Llegó un día en que, en plena calle, queriendo hacer la rutina diaria, surgió un episodio de confusión. De repente todo el barrio apareció distinto, como si las calles se hubieran transformado en un escenario extraño. Era como si la familiaridad en su recorrido se hubiera vuelto insólita. Aturdido y desconcertado trató de encontrar el regreso a casa, pero sin encontrar el modo adecuado. En un momento de angustia quedó expuesto a los coches, en medio de la carretera, como queriendo hallar salida a la confusión. El regreso sólo se pudo realizar gracias a la ayuda de personas que pudieron captar la situación y el momento de peligro.

En esa circunstancia los familiares, alarmados por la coyuntura desenmascarada, buscaron más explicaciones ante la sospecha de un mal que se aproximaba de forma lenta, pero sumamente eficaz. Por mi parte, la sospecha era ahora más que evidente y resultaba necesario ayudar a confrontarse con el curso de la enfermedad. Porque lo más difícil para todos, es poder afrontar la deriva de un ser querido, que antaño, ha sido, en algún momento, la referencia y brújula de orientación en nuestra vida. Es como si en el desplome de la subjetividad del amado se estuviera fraguando también el naufragio de la propia existencia.

Con el paso del tiempo las manifestaciones de la enfermedad se fueron haciendo cada vez más evidentes. No sólo aparecieron con mayor frecuencia los desconciertos en el orden del día, sino también las alteraciones del sueño, la confusión de personas o un lenguaje alterado que anunciaba la presencia de la «otra personalidad». Aquella que, tras atravesar la barrera de la desconfianza, la suspicacia o el tinte claramente delirante, acabaría más tarde en el mutismo más silencioso, sólo alterado por las ocasionales coyunturas de la necesidad.

He vuelto a encontrarme con esa misma persona.
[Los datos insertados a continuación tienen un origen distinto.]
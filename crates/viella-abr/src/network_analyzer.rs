use web_time::Instant;

use crate::{
    bandwidth::BandwidthSource,
    ewma::Ewma,
    pending_requests::{RequestInfo, RequestProgress},
    types::{PlaybackObservation, Representation},
};

/// Starvation thresholds and bitrate factors, fixed per content profile at
/// construction.
#[derive(Clone, Copy, Debug)]
struct Thresholds {
    /// Buffer gap at or under which starvation mode is entered, in seconds.
    starvation_gap: f64,
    /// Buffer gap at or above which starvation mode is left, in seconds.
    /// Strictly higher than `starvation_gap` to prevent oscillation.
    out_of_starvation_gap: f64,
    /// Bandwidth-to-bitrate ceiling factor while starving.
    starvation_factor: f64,
    /// Bandwidth-to-bitrate ceiling factor in normal operation.
    regular_factor: f64,
}

impl Thresholds {
    const REGULAR: Self = Self {
        starvation_gap: 5.0,
        out_of_starvation_gap: 7.0,
        starvation_factor: 0.72,
        regular_factor: 0.8,
    };

    // Low-latency contents play with much smaller buffers; the regular gaps
    // would keep them permanently starving.
    const LOW_LATENCY: Self = Self {
        starvation_gap: 2.5,
        out_of_starvation_gap: 4.0,
        starvation_factor: 0.72,
        regular_factor: 0.8,
    };
}

/// Result of a bandwidth analysis tick.
#[derive(Clone, Copy, Debug)]
pub struct BandwidthAnalysis {
    /// Raw bandwidth estimate in bits per second, when one exists.
    pub bandwidth_estimate: Option<f64>,
    /// Maximum bitrate a chosen Representation should have, in bits per
    /// second.
    pub bitrate_ceiling: f64,
}

/// Analyzes the current network conditions into a bitrate ceiling and
/// urgency verdicts.
///
/// Runs a two-state machine: NORMAL vs STARVATION. While starving (low
/// buffer lookahead far from the content end), the analyzer tries to derive
/// an emergency estimate from the single in-flight request blocking
/// playback, bypassing the long-term averages entirely.
#[derive(Debug)]
pub struct NetworkAnalyzer {
    initial_bitrate: f64,
    in_starvation_mode: bool,
    thresholds: Thresholds,
}

impl NetworkAnalyzer {
    /// Don't bother entering starvation mode when the content end is closer
    /// than this many seconds.
    const STARVATION_DURATION_DELTA: f64 = 10.0;
    /// Tolerance when matching a request to the next needed position, in
    /// seconds.
    const POSITION_TOLERANCE: f64 = 0.3;
    /// An emergency estimate is only worth acting on when the projected
    /// stall exceeds this many seconds.
    const MIN_PROJECTED_STALL: f64 = 2.0;

    pub fn new(initial_bitrate: f64, low_latency_mode: bool) -> Self {
        Self {
            initial_bitrate,
            in_starvation_mode: false,
            thresholds: if low_latency_mode {
                Thresholds::LOW_LATENCY
            } else {
                Thresholds::REGULAR
            },
        }
    }

    /// Produce the bandwidth estimate and bitrate ceiling for this tick,
    /// updating the starvation state machine on the way.
    pub fn bandwidth_estimate<B: BandwidthSource + ?Sized>(
        &mut self,
        observation: &PlaybackObservation,
        estimator: &mut B,
        current_representation: Option<&Representation>,
        requests: &[&RequestInfo],
        last_estimated_bitrate: Option<f64>,
        now: Instant,
    ) -> BandwidthAnalysis {
        let thresholds = self.thresholds;
        let PlaybackObservation {
            buffer_gap,
            current_time,
            duration,
            speed,
            ..
        } = *observation;

        // Starvation transitions are suppressed near the content end, where
        // a small lookahead is expected.
        if duration.is_nan()
            || buffer_gap + current_time < duration - Self::STARVATION_DURATION_DELTA
        {
            if !self.in_starvation_mode && buffer_gap <= thresholds.starvation_gap {
                tracing::info!(buffer_gap, "entering starvation mode");
                self.in_starvation_mode = true;
            } else if self.in_starvation_mode && buffer_gap >= thresholds.out_of_starvation_gap {
                tracing::info!(buffer_gap, "leaving starvation mode");
                self.in_starvation_mode = false;
            }
        } else if self.in_starvation_mode {
            tracing::info!("leaving starvation mode (content end is near)");
            self.in_starvation_mode = false;
        }

        let mut bandwidth_estimate = None;
        let mut bitrate_ceiling = None;

        // While starving, a quick estimate from the blocking request
        // supersedes all accumulated history.
        if self.in_starvation_mode {
            if let Some(emergency) = estimate_starvation_mode_bitrate(
                requests,
                observation,
                current_representation,
                last_estimated_bitrate,
                now,
            ) {
                tracing::info!(emergency, "starvation mode emergency estimate");
                estimator.reset();
                bandwidth_estimate = Some(emergency);
                bitrate_ceiling = Some(match current_representation {
                    #[expect(clippy::cast_precision_loss)] // bitrates are far below 2^52
                    Some(representation) => emergency.min(representation.bitrate as f64),
                    None => emergency,
                });
            }
        }

        let bitrate_ceiling = bitrate_ceiling.unwrap_or_else(|| {
            let factor = if self.in_starvation_mode {
                thresholds.starvation_factor
            } else {
                thresholds.regular_factor
            };
            match estimator.estimate() {
                Some(estimate) => {
                    bandwidth_estimate = Some(estimate);
                    estimate * factor
                }
                None => last_estimated_bitrate.unwrap_or(self.initial_bitrate) * factor,
            }
        });

        let bitrate_ceiling = if speed > 1.0 {
            bitrate_ceiling / speed
        } else {
            bitrate_ceiling
        };

        BandwidthAnalysis {
            bandwidth_estimate,
            bitrate_ceiling,
        }
    }

    /// For a wanted bitrate, tells if the switch should happen immediately
    /// (aborting in-flight requests) instead of waiting for them to finish.
    pub fn is_urgent(
        &self,
        bitrate: u64,
        current_representation: Option<&Representation>,
        requests: &[&RequestInfo],
        observation: &PlaybackObservation,
        now: Instant,
    ) -> bool {
        let Some(current) = current_representation else {
            return true;
        };
        if bitrate == current.bitrate {
            return false;
        }
        if bitrate > current.bitrate {
            // Upgrades can wait; while starving they must.
            return !self.in_starvation_mode;
        }
        should_directly_switch_to_low_bitrate(
            observation,
            requests,
            self.thresholds.starvation_gap,
            now,
        )
    }
}

/// The pending request covering the position playback will reach next,
/// provided exactly one request covers it.
fn concerned_request<'a>(
    requests: &[&'a RequestInfo],
    needed_position: f64,
) -> Option<&'a RequestInfo> {
    let mut matching = requests.iter().filter(|request| {
        let segment = request.segment;
        segment.duration > 0.0
            && segment.time + segment.duration > needed_position
            && needed_position - segment.time > -NetworkAnalyzer::POSITION_TOLERANCE
    });
    let found = matching.next()?;
    if matching.next().is_some() {
        // Several overlapping candidates: no single request can be blamed.
        return None;
    }
    Some(found)
}

/// Estimate the very recent bandwidth from a single unfinished request's
/// progress events. Useful when throughput seems to have fallen quickly.
pub(crate) fn estimate_request_bandwidth(request: &RequestInfo) -> Option<f64> {
    if request.progress.len() < 2 {
        return None;
    }
    let mut ewma = Ewma::new(2.0);
    let mut sampled = false;
    for pair in request.progress.windows(2) {
        let bytes_downloaded = pair[1].size_bytes.saturating_sub(pair[0].size_bytes);
        let time_elapsed = pair[1]
            .timestamp
            .saturating_duration_since(pair[0].timestamp)
            .as_secs_f64();
        if time_elapsed <= 0.0 {
            continue;
        }
        #[expect(clippy::cast_precision_loss)] // sizes are far below 2^52
        let bitrate = bytes_downloaded as f64 * 8.0 / time_elapsed;
        ewma.add_sample(time_elapsed, bitrate);
        sampled = true;
    }
    sampled.then(|| ewma.estimate())
}

/// Remaining download time for a pending request, from its last progress
/// event and a bandwidth estimate, in seconds.
fn estimate_remaining_time(last_progress: &RequestProgress, bandwidth_estimate: f64) -> f64 {
    #[expect(clippy::cast_precision_loss)] // sizes are far below 2^52
    let remaining_bits =
        last_progress.total_size_bytes.saturating_sub(last_progress.size_bytes) as f64 * 8.0;
    (remaining_bits / bandwidth_estimate).max(0.0)
}

/// Check whether the request for the most needed segment is too slow and,
/// if so, derive an emergency bitrate from it.
fn estimate_starvation_mode_bitrate(
    requests: &[&RequestInfo],
    observation: &PlaybackObservation,
    current_representation: Option<&Representation>,
    last_estimated_bitrate: Option<f64>,
    now: Instant,
) -> Option<f64> {
    let next_needed_position = observation.current_time + observation.buffer_gap;
    let concerned = concerned_request(requests, next_needed_position)?;
    let segment_duration = concerned.segment.duration;

    // First try a quick estimate from the progress events.
    let quick_estimate = estimate_request_bandwidth(concerned);
    if let (Some(last_progress), Some(bandwidth)) = (concerned.progress.last(), quick_estimate) {
        let remaining_time = estimate_remaining_time(last_progress, bandwidth) * 1.2;
        let since_last_progress = now
            .saturating_duration_since(last_progress.timestamp)
            .as_secs_f64();
        // Only trust it when the prediction is still plausible and
        // finishing the request as-is would stall playback noticeably.
        if since_last_progress <= remaining_time
            && remaining_time
                > observation.buffer_gap / observation.speed + NetworkAnalyzer::MIN_PROJECTED_STALL
        {
            return Some(bandwidth);
        }
    }

    // Otherwise fall back to a time-overrun heuristic on the request as a
    // whole.
    let request_elapsed_time = now
        .saturating_duration_since(concerned.request_timestamp)
        .as_secs_f64();
    let reasonable_elapsed_time =
        request_elapsed_time <= (segment_duration * 1.5 + 1.0) / observation.speed;
    let current = current_representation?;
    if reasonable_elapsed_time {
        return None;
    }

    #[expect(clippy::cast_precision_loss)] // bitrates are far below 2^52
    let reduced_bitrate =
        current.bitrate as f64 * (segment_duration / request_elapsed_time).min(0.7);
    // Only ever correct downwards: an overrun must not raise the estimate.
    last_estimated_bitrate
        .is_none_or(|last| reduced_bitrate < last)
        .then_some(reduced_bitrate)
}

/// Whether a downward switch should abort the in-flight request covering the
/// next needed position, based on how that request is progressing.
fn should_directly_switch_to_low_bitrate(
    observation: &PlaybackObservation,
    requests: &[&RequestInfo],
    starvation_gap: f64,
    now: Instant,
) -> bool {
    let next_needed_position = observation.current_time + observation.buffer_gap;
    let Some(next_needed_request) = requests
        .iter()
        .find(|r| r.segment.time + r.segment.duration > next_needed_position)
    else {
        return true;
    };

    let Some(last_progress) = next_needed_request.progress.last() else {
        return true;
    };
    let Some(bandwidth_estimate) = estimate_request_bandwidth(next_needed_request) else {
        return true;
    };

    let remaining_time = estimate_remaining_time(last_progress, bandwidth_estimate);
    let since_last_progress = now
        .saturating_duration_since(last_progress.timestamp)
        .as_secs_f64();
    let on_track = since_last_progress <= remaining_time * 1.2
        && remaining_time < observation.buffer_gap / observation.speed + starvation_gap;
    !on_track
}
#[rstest]
fn starvation_tightens_the_ceiling(#[from(tracing_setup)] _tracing: ()) {
    // A 1.2Mbps rung fits the regular ceiling (1.6M * 0.8 = 1.28M) but not
    // the starved one (1.6M * 0.72 = 1.152M).
    let representations = vec![
        Representation::new("low", 300_000),
        Representation::new("edge", 1_200_000),
    ];
    let mut harness = harness(representations.clone(), false);
    warm_bandwidth(&mut harness.pipeline, &representations[1]);
    let now = Instant::now();

    let relaxed = harness.pipeline.on_observation(observation(15.0), now);
    assert_eq!(relaxed.representation.id, "edge");

    let starved = harness.pipeline.on_observation(observation(3.0), now);
    assert_eq!(starved.representation.id, "low");

    // Gaps between the entry and exit thresholds keep the tight ceiling.
    let oscillating = harness.pipeline.on_observation(observation(6.5), now);
    assert_eq!(oscillating.representation.id, "low");

    let recovered = harness.pipeline.on_observation(observation(7.5), now);
    assert_eq!(recovered.representation.id, "edge");
}

#[rstest]
fn identical_ticks_produce_identical_estimates(#[from(tracing_setup)] _tracing: ()) {
    let representations = ladder();
    let mut harness = harness(representations.clone(), false);
    warm_bandwidth(&mut harness.pipeline, &representations[1]);
    let now = Instant::now();

    let first = harness.pipeline.on_observation(observation(15.0), now);
    let second = harness.pipeline.on_observation(observation(15.0), now);
    assert_eq!(first, second);
}

#[rstest]
fn current_representation_feeds_the_next_tick_urgency(#[from(tracing_setup)] _tracing: ()) {
    let representations = ladder();
    let mut harness = harness(representations.clone(), false);
    warm_bandwidth(&mut harness.pipeline, &representations[1]);
    let now = Instant::now();

    let estimate = harness.pipeline.on_observation(observation(15.0), now);
    assert_eq!(estimate.representation.id, "mid");
    assert!(estimate.urgent, "nothing is loading yet");

    harness.pipeline.on_event(
        StreamEvent::RepresentationChange {
            representation: Some(representations[1].clone()),
        },
        now,
    );
    let estimate = harness.pipeline.on_observation(observation(15.0), now);
    assert_eq!(estimate.representation.id, "mid");
    assert!(
        !estimate.urgent,
        "already loading the chosen representation"
    );
}

#[rstest]
fn known_stable_bitrate_reports_the_sustained_quality(#[from(tracing_setup)] _tracing: ()) {
    let representations = ladder();
    let mut harness = harness(representations.clone(), false);
    warm_bandwidth(&mut harness.pipeline, &representations[1]);

    let estimate = harness
        .pipeline
        .on_observation(observation(15.0), Instant::now());
    assert_eq!(estimate.known_stable_bitrate, Some(1_000_000.0));

    // Playback rate above 1 scales it down; below 1 does not inflate it.
    let mut fast = observation(15.0);
    fast.speed = 2.0;
    let estimate = harness.pipeline.on_observation(fast, Instant::now());
    assert_eq!(estimate.known_stable_bitrate, Some(500_000.0));

    let mut slow = observation(15.0);
    slow.speed = 0.5;
    let estimate = harness.pipeline.on_observation(slow, Instant::now());
    assert_eq!(estimate.known_stable_bitrate, Some(1_000_000.0));
}

// ==================== Min/max/filters ====================

#[rstest]
fn max_auto_bitrate_caps_the_choice(#[from(tracing_setup)] _tracing: ()) {
    let representations = ladder();
    let mut harness = harness(representations.clone(), false);
    warm_bandwidth(&mut harness.pipeline, &representations[1]);
    let now = Instant::now();

    let estimate = harness.pipeline.on_observation(observation(15.0), now);
    assert_eq!(estimate.representation.id, "mid");

    harness.max_auto_bitrate.set(800_000.0);
    let estimate = harness
        .pipeline
        .refresh(now)
        .expect("an observation was already made");
    assert_eq!(estimate.representation.id, "low");
}

#[rstest]
fn min_auto_bitrate_lifts_the_choice(#[from(tracing_setup)] _tracing: ()) {
    let mut harness = harness(ladder(), false);
    let now = Instant::now();

    // No bandwidth knowledge would pick "low"; the floor lifts it.
    harness.min_auto_bitrate.set(1_500_000.0);
    let estimate = harness.pipeline.on_observation(observation(15.0), now);
    assert_eq!(estimate.representation.id, "mid");
}

#[rstest]
fn width_limit_restricts_the_pool_until_lifted(#[from(tracing_setup)] _tracing: ()) {
    let representations = vec![
        Representation::new("sd", 300_000).with_resolution(640, 360),
        Representation::new("hd", 1_000_000).with_resolution(1280, 720),
        Representation::new("fhd", 2_000_000).with_resolution(1920, 1080),
    ];
    let limit_width = SharedRef::new(Some(640u32));
    let filters = FilterSources {
        limit_width: Some(limit_width.clone()),
        throttle_bitrate: None,
        throttle: None,
    };
    let mut harness = harness_with_filters(representations.clone(), false, filters);
    warm_bandwidth(&mut harness.pipeline, &representations[0]);
    let now = Instant::now();

    let estimate = harness.pipeline.on_observation(observation(15.0), now);
    assert_eq!(estimate.representation.id, "sd", "640px display fits sd only");

    // Lifting the limit is picked up on the next recomputation.
    limit_width.set(None);
    let estimate = harness.pipeline.refresh(now).unwrap();
    assert_eq!(estimate.representation.id, "hd");
}

// ==================== Buffer-based estimates ====================

#[rstest]
fn buffer_based_estimates_gate_on_the_buffer_gap(#[from(tracing_setup)] _tracing: ()) {
    let representations = ladder();
    let mut harness = harness(representations.clone(), false);
    warm_bandwidth(&mut harness.pipeline, &representations[1]);
    let now = Instant::now();

    // Enable buffer-based estimates (gap > 10) and push a segment with a
    // comfortable buffer: the chooser may climb past the bandwidth pick.
    harness.pipeline.on_observation(observation(30.0), now);
    let estimate = harness
        .pipeline
        .on_event(
            StreamEvent::AddedSegment {
                buffered: vec![(0.0, 30.0)],
                representation: representations[1].clone(),
            },
            now,
        )
        .expect("added segments recompute the estimate");
    assert_eq!(estimate.representation.id, "high");
    assert_eq!(estimate.algorithm, AbrAlgorithm::BufferBased);

    // Under 5s of buffer the buffer-based mode shuts off again.
    let estimate = harness.pipeline.on_observation(observation(4.0), now);
    assert_eq!(estimate.algorithm, AbrAlgorithm::BandwidthBased);

    // Between the two thresholds it stays off (hysteresis).
    let estimate = harness.pipeline.on_observation(observation(8.0), now);
    assert_eq!(estimate.algorithm, AbrAlgorithm::BandwidthBased);

    // Only crossing the upper threshold re-enables it.
    let estimate = harness.pipeline.on_observation(observation(12.0), now);
    assert_eq!(estimate.algorithm, AbrAlgorithm::BufferBased);
    assert_eq!(estimate.representation.id, "high");
}

#[rstest]
fn buffer_based_suggestion_never_lowers_the_pick(#[from(tracing_setup)] _tracing: ()) {
    let representations = ladder();
    let mut harness = harness(representations.clone(), false);
    warm_bandwidth(&mut harness.pipeline, &representations[1]);
    let now = Instant::now();

    harness.pipeline.on_observation(observation(30.0), now);
    // A thin buffered range suggests a low bitrate; the bandwidth-based
    // "mid" pick must win.
    let estimate = harness
        .pipeline
        .on_event(
            StreamEvent::AddedSegment {
                buffered: vec![(0.0, 2.0)],
                representation: representations[1].clone(),
            },
            now,
        )
        .unwrap();
    assert_eq!(estimate.representation.id, "mid");
    assert_eq!(estimate.algorithm, AbrAlgorithm::BandwidthBased);
}

// ==================== Guess-based escalation ====================

#[rstest]
fn low_latency_contents_may_escalate_past_the_ceiling(#[from(tracing_setup)] _tracing: ()) {
    let representations = ladder();
    let mut harness = harness(representations.clone(), true);
    warm_bandwidth(&mut harness.pipeline, &representations[1]);
    let now = Instant::now();

    harness.pipeline.on_event(
        StreamEvent::RepresentationChange {
            representation: Some(representations[1].clone()),
        },
        now,
    );

    // First tick: bandwidth-based "mid" (this also seeds the previous
    // estimate the guesser builds upon).
    let mut obs = observation(3.0);
    obs.live_gap = Some(10.0);
    let first = harness.pipeline.on_observation(obs, now);
    assert_eq!(first.representation.id, "mid");
    assert_eq!(first.algorithm, AbrAlgorithm::BandwidthBased);

    // Second tick: the maintainability score of "mid" is high and the
    // buffer covers the guess margin, so the guesser dares "high".
    let second = harness.pipeline.on_observation(obs, now);
    assert_eq!(second.representation.id, "high");
    assert_eq!(second.algorithm, AbrAlgorithm::GuessBased);
    assert!(!second.urgent, "an escalation guess never aborts requests");
}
Aparentemente no hay mente, ni tampoco conexión con nuestro mundo convencional. Pero tengo la impresión de que no es ajeno al contacto, ni tampoco a las palabras transmitidas con suavidad, o a una presencia gobernada por la calma. No sé si verdaderamente aprehende algo de mi existencia, pero siempre les digo a los familiares que procuren hablarles como si les entendieran, que se muestren lo más apacibles posible y que traten de recordar al ser que fue y no al que perciben en este momento. Para muchos todo esto puede parecer una incongruencia si siguen férreamente el modelo duro de la ciencia. Tal vez… En ese sentido, si es así, no se pierde nada. Sin embargo, si fuera lo contrario, se ganaría mucho.